Life Should Be Simple.

So perhaps, just perhaps our experts have been relying on continued exposure to the 'educational factory' to remit these (ADHD ++) symptoms, 'natural remission' so to speak and the 'negative pathways and lifelong trajectories' may just be fear-mongered 'bunkum' ... the sort of stuff that begats an industry. There seems a strong argument here for increasing vocabularies and mathematical skills at an early age though and to fluency, which of course is necessary for functioning well in a system that involves cumulative learning.
In one study, an international team of researchers analyzed measures of social and intellectual development from over 16,000 children and found that disruptive or antisocial behaviors in kindergarten did not correlate with academic results at the end of elementary school.
Kindergartners who interrupted the teacher, defied instructions and even picked fights were performing as well in reading and math as well-behaved children of the same abilities when they both reached fifth grade, the study found.

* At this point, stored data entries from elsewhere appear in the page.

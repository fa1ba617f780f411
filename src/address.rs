//! Bluetooth device addresses.

use std::{fmt, str::FromStr};

use serde::{Deserialize, Deserializer, Serialize, Serializer};

use crate::error::GattError;

/// A 48-bit Bluetooth device address, most significant byte first.
#[derive(Debug, Clone, Copy, PartialEq, Eq, Hash, PartialOrd, Ord, Default)]
#[repr(transparent)]
pub struct Address(pub [u8; 6]);

impl Address {
   pub const fn new(bytes: [u8; 6]) -> Self {
      Self(bytes)
   }

   /// The all-zero address.
   pub const fn any() -> Self {
      Self([0; 6])
   }
}

impl fmt::Display for Address {
   fn fmt(&self, f: &mut fmt::Formatter<'_>) -> fmt::Result {
      let [a, b, c, d, e, g] = self.0;
      write!(f, "{a:02X}:{b:02X}:{c:02X}:{d:02X}:{e:02X}:{g:02X}")
   }
}

impl FromStr for Address {
   type Err = GattError;

   fn from_str(s: &str) -> Result<Self, Self::Err> {
      let invalid = || GattError::InvalidAddress(s.into());
      let mut bytes = [0u8; 6];
      let mut parts = s.split([':', '-']);
      for byte in &mut bytes {
         let part = parts.next().ok_or_else(invalid)?;
         if part.len() != 2 {
            return Err(invalid());
         }
         let [decoded] = hex::decode(part)
            .map_err(|_| invalid())?
            .try_into()
            .map_err(|_| invalid())?;
         *byte = decoded;
      }
      if parts.next().is_some() {
         return Err(invalid());
      }
      Ok(Self(bytes))
   }
}

impl Serialize for Address {
   fn serialize<S: Serializer>(&self, serializer: S) -> Result<S::Ok, S::Error> {
      serializer.collect_str(self)
   }
}

impl<'de> Deserialize<'de> for Address {
   fn deserialize<D: Deserializer<'de>>(deserializer: D) -> Result<Self, D::Error> {
      let s = smol_str::SmolStr::deserialize(deserializer)?;
      s.parse().map_err(serde::de::Error::custom)
   }
}

#[cfg(feature = "bluez")]
impl From<bluer::Address> for Address {
   fn from(addr: bluer::Address) -> Self {
      Self(addr.0)
   }
}

#[cfg(feature = "bluez")]
impl From<Address> for bluer::Address {
   fn from(addr: Address) -> Self {
      Self(addr.0)
   }
}

#[cfg(test)]
mod tests {
   use super::*;

   #[test]
   fn test_display_and_parse() {
      let addr = Address([0xAA, 0xBB, 0xCC, 0x01, 0x02, 0x0F]);
      assert_eq!(addr.to_string(), "AA:BB:CC:01:02:0F");
      assert_eq!("aa:bb:cc:01:02:0f".parse::<Address>().unwrap(), addr);
      assert_eq!("AA-BB-CC-01-02-0F".parse::<Address>().unwrap(), addr);
   }

   #[test]
   fn test_parse_rejects_garbage() {
      assert!("AA:BB:CC:01:02".parse::<Address>().is_err());
      assert!("AA:BB:CC:01:02:0F:11".parse::<Address>().is_err());
      assert!("AA:BB:CC:01:02:ZZ".parse::<Address>().is_err());
      assert!("AAB:B:CC:01:02:0F".parse::<Address>().is_err());
   }
}
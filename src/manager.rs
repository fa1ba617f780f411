//! The synchronous engine core.
//!
//! [`Manager`] owns the task queue, the adapter state and every device. It is
//! driven from outside: [`Manager::tick`] once per scheduler tick and
//! [`Manager::on_native`] for each platform callback. Nothing in here blocks
//! or spawns; [`runtime`](crate::runtime) wraps it in a tokio actor so that
//! ticks, application commands and native callbacks are applied one at a time.

use std::{
   collections::BTreeMap,
   sync::Arc,
   time::{Duration, Instant},
};

use log::{debug, info, warn};
use smol_str::SmolStr;
use uuid::Uuid;

use crate::{
   address::Address,
   binding::{NativeError, NativeEvent, NativeRequest, NativeResult, PlatformBinding},
   bond::{BondContext, BondDecision, BondFilter, BondManager, BondTrigger},
   clock::ClockRef,
   config::{Config, DeviceConfig},
   connection::{
      FailReason, Failure, ReconnectAction, ReconnectPolicy, RetryPolicy, Timing, WakeLock,
   },
   device::{ConnectWaiter, Device, DeviceSnapshot, Transaction},
   diagnostics::{self, UhOh, UhOhKind, UhOhThrottle},
   error::{GattError, Result},
   event::{EngineEvent, EventSender, Listener, ListenerId, Listeners, TransactionKind},
   persist::{DisconnectStore, MemoryStore},
   state::{DeviceState, Intent, ManagerState, NO_STATUS, StateMask, StateTracker},
   task::{
      Completion, ConfigTimeouts, ExecuteResult, Owner, Priority, Task, TaskExecutor, TaskId,
      TaskKind, TaskOutput, TaskQueue, TaskState, TaskTimeout, TaskType, TimeoutPolicy, Value,
   },
};

/// Flags cleared when a link goes down, plus `Disconnected` set.
fn link_down() -> Vec<(DeviceState, bool)> {
   DeviceState::LINK
      .iter()
      .map(|&flag| (flag, false))
      .chain([(DeviceState::Disconnected, true), (DeviceState::Bonding, false)])
      .collect()
}

pub struct Manager {
   config: Config,
   clock: ClockRef,
   queue: TaskQueue,
   state: StateTracker<ManagerState>,
   devices: BTreeMap<Address, Device>,
   binding: Box<dyn PlatformBinding>,
   timeouts: Box<dyn TimeoutPolicy>,
   bonds: BondManager,
   store: Arc<dyn DisconnectStore>,
   wake_lock: WakeLock,
   listeners: Listeners,
   bus: Option<EventSender>,
   throttle: UhOhThrottle,
   outbox: Vec<EngineEvent>,
}
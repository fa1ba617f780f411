//! A deterministic BLE GATT client engine.
//!
//! Every radio operation is a task in one priority queue, executed one at a
//! time with a timeout. Adapter and device states are tracked as flag masks,
//! connection failures are classified and retried per policy, and devices
//! that drop unexpectedly are reconnected in a long-running loop, even after
//! a restart.
//!
//! [`Manager`] is the synchronous core. [`Engine`] runs it on a tokio actor.
//! With the `bluez` feature, [`bluez::BluezBinding`] drives a real adapter.

pub mod address;
pub mod binding;
#[cfg(feature = "bluez")]
pub mod bluez;
pub mod bond;
pub mod clock;
pub mod config;
pub mod connection;
pub mod device;
pub mod diagnostics;
pub mod error;
pub mod event;
pub mod manager;
pub mod persist;
pub mod poll;
pub mod runtime;
pub mod state;
pub mod task;

pub use address::Address;
pub use binding::{NativeEvent, NativeRequest, NativeSender, PlatformBinding};
pub use config::{Config, DeviceConfig};
pub use device::DeviceSnapshot;
pub use error::{GattError, Result};
pub use event::{EngineEvent, EventBus, EventQueue, EventSender};
pub use manager::Manager;
pub use runtime::{Engine, EngineBuilder};
pub use state::{DeviceState, ManagerState};
pub use task::{Priority, TaskKind, TaskOutcome, TaskState, TaskType, Value};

In the other study, researchers from the National Institute of Mental Health and McGill University, using imaging techniques, found that the brains of children with attention-deficit hyperactivity disorder developed normally but more slowly in some areas than the brains of children without the disorder.

While there was little correlation between behavior problems in kindergarten and later academic success, the researchers did find that scores on math tests at ages 5 or 6 were highly correlated with academic success in fifth grade. Kindergarten reading skills and scores on attention measures — where youngsters with A.D.H.D. falter — also predicted later academic success, but less strongly than math scores did.